Honda – the great absentee
Marc Márquez topped the timesheets on the first day of the Sepang test, arguably more to prove to himself that he could be quick than as a real measure of his speed on the Honda RC213V. On Thursday and Friday, Márquez was much further down the order, finishing some nine tenths behind the fastest rider on each day.

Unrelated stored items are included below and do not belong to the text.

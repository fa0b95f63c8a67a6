//! Shared doubles for the integration suites: scripted sources and canned
//! upstream payloads for an imaginary company, ACME.
#![allow(dead_code)]

use std::collections::BTreeMap;
use std::sync::atomic::{AtomicUsize, Ordering};
use std::sync::Arc;
use std::time::Duration;

use ruleone_core::{
    BoxFuture, CompanyProfile, FinancialStatements, FragmentKind, FundamentalsFragment,
    FundamentalsSource, GrowthEstimate, HealthStatus, HttpResponse, ProviderId, SourceError,
    StaticHttpClient, Symbol,
};

pub const ISIN: &str = "US0000000001";

pub fn symbol(ticker: &str) -> Symbol {
    Symbol::parse(ticker).expect("valid test symbol")
}

// ============================================================================
// Scripted sources
// ============================================================================

/// Tracks how many source fetches run at the same time.
#[derive(Debug, Default)]
pub struct ConcurrencyProbe {
    in_flight: AtomicUsize,
    peak: AtomicUsize,
}

impl ConcurrencyProbe {
    pub fn peak(&self) -> usize {
        self.peak.load(Ordering::SeqCst)
    }

    fn enter(&self) {
        let now = self.in_flight.fetch_add(1, Ordering::SeqCst) + 1;
        self.peak.fetch_max(now, Ordering::SeqCst);
    }

    fn leave(&self) {
        self.in_flight.fetch_sub(1, Ordering::SeqCst);
    }
}

/// Source returning a fixed result after an optional delay.
pub struct ScriptedSource {
    provider: ProviderId,
    kind: FragmentKind,
    result: Result<FundamentalsFragment, SourceError>,
    delay: Duration,
    health: HealthStatus,
    probe: Option<Arc<ConcurrencyProbe>>,
    calls: AtomicUsize,
}

impl ScriptedSource {
    fn new(
        provider: ProviderId,
        kind: FragmentKind,
        result: Result<FundamentalsFragment, SourceError>,
    ) -> Self {
        Self {
            provider,
            kind,
            result,
            delay: Duration::ZERO,
            health: HealthStatus::healthy(),
            probe: None,
            calls: AtomicUsize::new(0),
        }
    }

    pub fn statements(provider: ProviderId, statements: FinancialStatements) -> Self {
        Self::new(
            provider,
            FragmentKind::Statements,
            Ok(FundamentalsFragment::Statements(statements)),
        )
    }

    pub fn profile(provider: ProviderId, profile: CompanyProfile) -> Self {
        Self::new(
            provider,
            FragmentKind::Profile,
            Ok(FundamentalsFragment::Profile(profile)),
        )
    }

    pub fn growth(provider: ProviderId, five_year_percent: f64) -> Self {
        let estimate = GrowthEstimate::new(provider, five_year_percent).expect("finite estimate");
        Self::new(
            provider,
            FragmentKind::GrowthEstimate,
            Ok(FundamentalsFragment::GrowthEstimate(estimate)),
        )
    }

    pub fn failing(provider: ProviderId, kind: FragmentKind, error: SourceError) -> Self {
        Self::new(provider, kind, Err(error))
    }

    pub fn with_delay(mut self, delay: Duration) -> Self {
        self.delay = delay;
        self
    }

    pub fn with_health(mut self, health: HealthStatus) -> Self {
        self.health = health;
        self
    }

    pub fn with_probe(mut self, probe: Arc<ConcurrencyProbe>) -> Self {
        self.probe = Some(probe);
        self
    }

    pub fn calls(&self) -> usize {
        self.calls.load(Ordering::SeqCst)
    }

    pub fn shared(self) -> Arc<Self> {
        Arc::new(self)
    }
}

impl FundamentalsSource for ScriptedSource {
    fn id(&self) -> ProviderId {
        self.provider
    }

    fn kind(&self) -> FragmentKind {
        self.kind
    }

    fn fetch<'a>(
        &'a self,
        _symbol: &'a Symbol,
    ) -> BoxFuture<'a, Result<FundamentalsFragment, SourceError>> {
        Box::pin(async move {
            self.calls.fetch_add(1, Ordering::SeqCst);
            if let Some(probe) = &self.probe {
                probe.enter();
            }
            if !self.delay.is_zero() {
                tokio::time::sleep(self.delay).await;
            }
            if let Some(probe) = &self.probe {
                probe.leave();
            }
            self.result.clone()
        })
    }

    fn health<'a>(&'a self) -> BoxFuture<'a, HealthStatus> {
        Box::pin(async move { self.health })
    }
}

/// Six years of statements with equity doubling over five years.
pub fn acme_statements() -> FinancialStatements {
    FinancialStatements {
        revenue_per_share: vec![100.0, 110.0, 120.0, 130.0, 140.0, 150.0],
        equity_per_share: vec![5.0, 6.0, 7.0, 8.0, 9.0, 10.0],
        free_cash_flow_per_share: vec![10.0, 12.0, 14.0, 16.0, 18.0, 23.45],
        roic: vec![10.0, 12.0, 14.0, 16.0, 18.0, 20.0],
        annual_eps: BTreeMap::from([
            (2018, 1.0),
            (2019, 2.0),
            (2020, 4.0),
            (2021, 8.0),
            (2022, 16.0),
            (2023, 32.0),
        ]),
        quarterly_eps: vec![1.0, 1.25, 1.5, 2.0],
        trailing_twelve_month_eps: Some(5.75),
        total_debt: Some(4_690.0),
        last_year_net_income: Some(2_115.0),
        debt_equity_ratio: Some(4.69),
        shares_outstanding: Some(100.0),
        historical_eps_growth: Some(100.0),
        name: Some(String::from("Acme Overview")),
        ..FinancialStatements::default()
    }
}

pub fn acme_profile() -> CompanyProfile {
    CompanyProfile {
        name: Some(String::from("Acme Corporation")),
        description: Some(String::from("Makes everything.")),
        industry: Some(String::from("Conglomerates")),
        current_price: Some(25.0),
        average_volume: Some(1_234_567.0),
        market_cap: Some(17_680.0),
        shares_outstanding: Some(100.0),
        year_end_closes: BTreeMap::from([(2022, 240.0), (2023, 640.0)]),
    }
}

// ============================================================================
// Canned upstream payloads
// ============================================================================

pub const YAHOO_PROFILE: &str = r#"{"quoteSummary":{"result":[{
    "price":{"longName":"Acme Corporation","regularMarketPrice":{"raw":25.0},
             "marketCap":{"raw":17680},"averageDailyVolume3Month":{"raw":1234567}},
    "summaryProfile":{"longBusinessSummary":"Makes everything.","industry":"Conglomerates"},
    "defaultKeyStatistics":{"sharesOutstanding":{"raw":100}}
}],"error":null}}"#;

// 2022-12-01 and 2023-12-01 (UTC)
pub const YAHOO_CHART: &str = r#"{"chart":{"result":[{
    "timestamp":[1669852800,1701388800],
    "indicators":{"quote":[{"close":[240.0,640.0]}]}
}],"error":null}}"#;

pub const YAHOO_TREND: &str = r#"{"quoteSummary":{"result":[{"earningsTrend":{"trend":[
    {"period":"+1y","growth":{"raw":0.3}},
    {"period":"+5y","growth":{"raw":0.1}}
]}}],"error":null}}"#;

pub const YAHOO_SEARCH: &str = r#"{"quotes":[
    {"symbol":"ACME-F","quoteType":"MUTUALFUND","exchange":"NAS"},
    {"symbol":"ACME","quoteType":"EQUITY","exchange":"NYQ","shortname":"Acme"}
]}"#;

pub const AV_OVERVIEW: &str =
    r#"{"Name":"Acme Overview","Industry":"Widgets","SharesOutstanding":"100","MarketCapitalization":"17680"}"#;

pub const AV_INCOME: &str = r#"{"annualReports":[
    {"fiscalDateEnding":"2023-12-31","totalRevenue":"15000","netIncome":"2115","ebit":"2200"},
    {"fiscalDateEnding":"2022-12-31","totalRevenue":"14000","netIncome":"1800","ebit":"1900"},
    {"fiscalDateEnding":"2021-12-31","totalRevenue":"13000","netIncome":"1500","ebit":"1600"},
    {"fiscalDateEnding":"2020-12-31","totalRevenue":"12000","netIncome":"1200","ebit":"1300"},
    {"fiscalDateEnding":"2019-12-31","totalRevenue":"11000","netIncome":"900","ebit":"1000"},
    {"fiscalDateEnding":"2018-12-31","totalRevenue":"10000","netIncome":"600","ebit":"700"}
]}"#;

pub const AV_BALANCE: &str = r#"{"annualReports":[
    {"fiscalDateEnding":"2023-12-31","totalShareholderEquity":"1000","totalDebt":"4690","cashAndCashEquivalentsAtCarryingValue":"0"},
    {"fiscalDateEnding":"2022-12-31","totalShareholderEquity":"900","totalDebt":"4690","cashAndCashEquivalentsAtCarryingValue":"0"},
    {"fiscalDateEnding":"2021-12-31","totalShareholderEquity":"800","totalDebt":"4690","cashAndCashEquivalentsAtCarryingValue":"0"},
    {"fiscalDateEnding":"2020-12-31","totalShareholderEquity":"700","totalDebt":"4690","cashAndCashEquivalentsAtCarryingValue":"0"},
    {"fiscalDateEnding":"2019-12-31","totalShareholderEquity":"600","totalDebt":"4690","cashAndCashEquivalentsAtCarryingValue":"0"},
    {"fiscalDateEnding":"2018-12-31","totalShareholderEquity":"500","totalDebt":"4690","cashAndCashEquivalentsAtCarryingValue":"0"}
]}"#;

pub const AV_CASH_FLOW: &str = r#"{"annualReports":[
    {"fiscalDateEnding":"2023-12-31","operatingCashflow":"2845","capitalExpenditures":"500"},
    {"fiscalDateEnding":"2022-12-31","operatingCashflow":"2300","capitalExpenditures":"500"},
    {"fiscalDateEnding":"2021-12-31","operatingCashflow":"2100","capitalExpenditures":"500"},
    {"fiscalDateEnding":"2020-12-31","operatingCashflow":"1900","capitalExpenditures":"500"},
    {"fiscalDateEnding":"2019-12-31","operatingCashflow":"1700","capitalExpenditures":"500"},
    {"fiscalDateEnding":"2018-12-31","operatingCashflow":"1500","capitalExpenditures":"500"}
]}"#;

pub const AV_EARNINGS: &str = r#"{
    "annualEarnings":[
        {"fiscalDateEnding":"2023-12-31","reportedEPS":"32"},
        {"fiscalDateEnding":"2022-12-31","reportedEPS":"16"},
        {"fiscalDateEnding":"2021-12-31","reportedEPS":"8"},
        {"fiscalDateEnding":"2020-12-31","reportedEPS":"4"},
        {"fiscalDateEnding":"2019-12-31","reportedEPS":"2"},
        {"fiscalDateEnding":"2018-12-31","reportedEPS":"1"}
    ],
    "quarterlyEarnings":[
        {"fiscalDateEnding":"2023-12-31","reportedEPS":"2.0"},
        {"fiscalDateEnding":"2023-09-30","reportedEPS":"1.5"},
        {"fiscalDateEnding":"2023-06-30","reportedEPS":"1.25"},
        {"fiscalDateEnding":"2023-03-31","reportedEPS":"1.0"}
    ]}"#;

pub const ZACKS_PAGE: &str = r#"<html><body><table>
<tr><th>Growth Estimates</th><th>ACME</th></tr>
<tr><td>Current Qtr</td><td>25.00%</td></tr>
<tr><td>Next 5 Years</td>
<td class="alpha">12.00%</td></tr>
</table></body></html>"#;

fn yahoo_session(client: StaticHttpClient) -> StaticHttpClient {
    client.route("getcrumb", HttpResponse::ok("crumb42"))
}

fn alphavantage(client: StaticHttpClient) -> StaticHttpClient {
    client
        .route("function=OVERVIEW", HttpResponse::ok(AV_OVERVIEW))
        .route("function=INCOME_STATEMENT", HttpResponse::ok(AV_INCOME))
        .route("function=BALANCE_SHEET", HttpResponse::ok(AV_BALANCE))
        .route("function=CASH_FLOW", HttpResponse::ok(AV_CASH_FLOW))
        .route("function=EARNINGS", HttpResponse::ok(AV_EARNINGS))
}

/// Every upstream answers for ACME. Unmatched URLs get a 404.
pub fn acme_upstreams() -> StaticHttpClient {
    let client = yahoo_session(StaticHttpClient::new())
        .route("modules=price", HttpResponse::ok(YAHOO_PROFILE))
        .route("modules=earningsTrend", HttpResponse::ok(YAHOO_TREND))
        .route("/chart/ACME", HttpResponse::ok(YAHOO_CHART))
        .route("/v1/finance/search", HttpResponse::ok(YAHOO_SEARCH))
        .route("zacks.com/stock/quote/ACME/", HttpResponse::ok(ZACKS_PAGE));
    alphavantage(client)
}

/// Like [`acme_upstreams`] but Yahoo has no earnings trend.
pub fn acme_upstreams_without_yahoo_trend() -> StaticHttpClient {
    let client = yahoo_session(StaticHttpClient::new())
        .route("modules=price", HttpResponse::ok(YAHOO_PROFILE))
        .route("/chart/ACME", HttpResponse::ok(YAHOO_CHART))
        .route("/v1/finance/search", HttpResponse::ok(YAHOO_SEARCH))
        .route("zacks.com/stock/quote/ACME/", HttpResponse::ok(ZACKS_PAGE));
    alphavantage(client)
}

/// Only Alpha Vantage answers; Yahoo and Zacks get 404s.
pub fn statements_only_upstreams() -> StaticHttpClient {
    alphavantage(StaticHttpClient::new())
}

With Jorge Lorenzo absent, recovering from a broken scaphoid, the only other full-time rider on a factory-spec RC213V was Cal Crutchlow. But Crutchlow was not at full fitness either: though riding was easier than he had expected, the stiffness in his right ankle meant that he was slow on the rear brake (for relative values of 'slow'; no longer superhumanly quick and subtle would be a more accurate characterization).
Under normal circumstances, the three injured Honda riders would have been a much more prominent presence on the timesheets, pushing hard for a time, running race simulations, testing new parts. But Marc Márquez was focusing on acceleration and top speed, lacking the strength (and the willingness to risk losing the front while braking) to take corner entry to the absolute limit. And Cal Crutchlow's ankle didn't allow him to push for a race simulation: having a couple of crashes during the test served as warning enough not to push his luck too far.
That left only Stefan Bradl on the 2019 bike – Takaaki Nakagami is riding a 2018 Honda RC213V - to test the prototype bike HRC brought to Sepang. Bradl is an exceptional test rider, fast enough to be competitive, intelligent enough to provide excellent and precise feedback, but if he was as fast as Márquez, Lorenzo, or Crutchlow, he would still be in MotoGP.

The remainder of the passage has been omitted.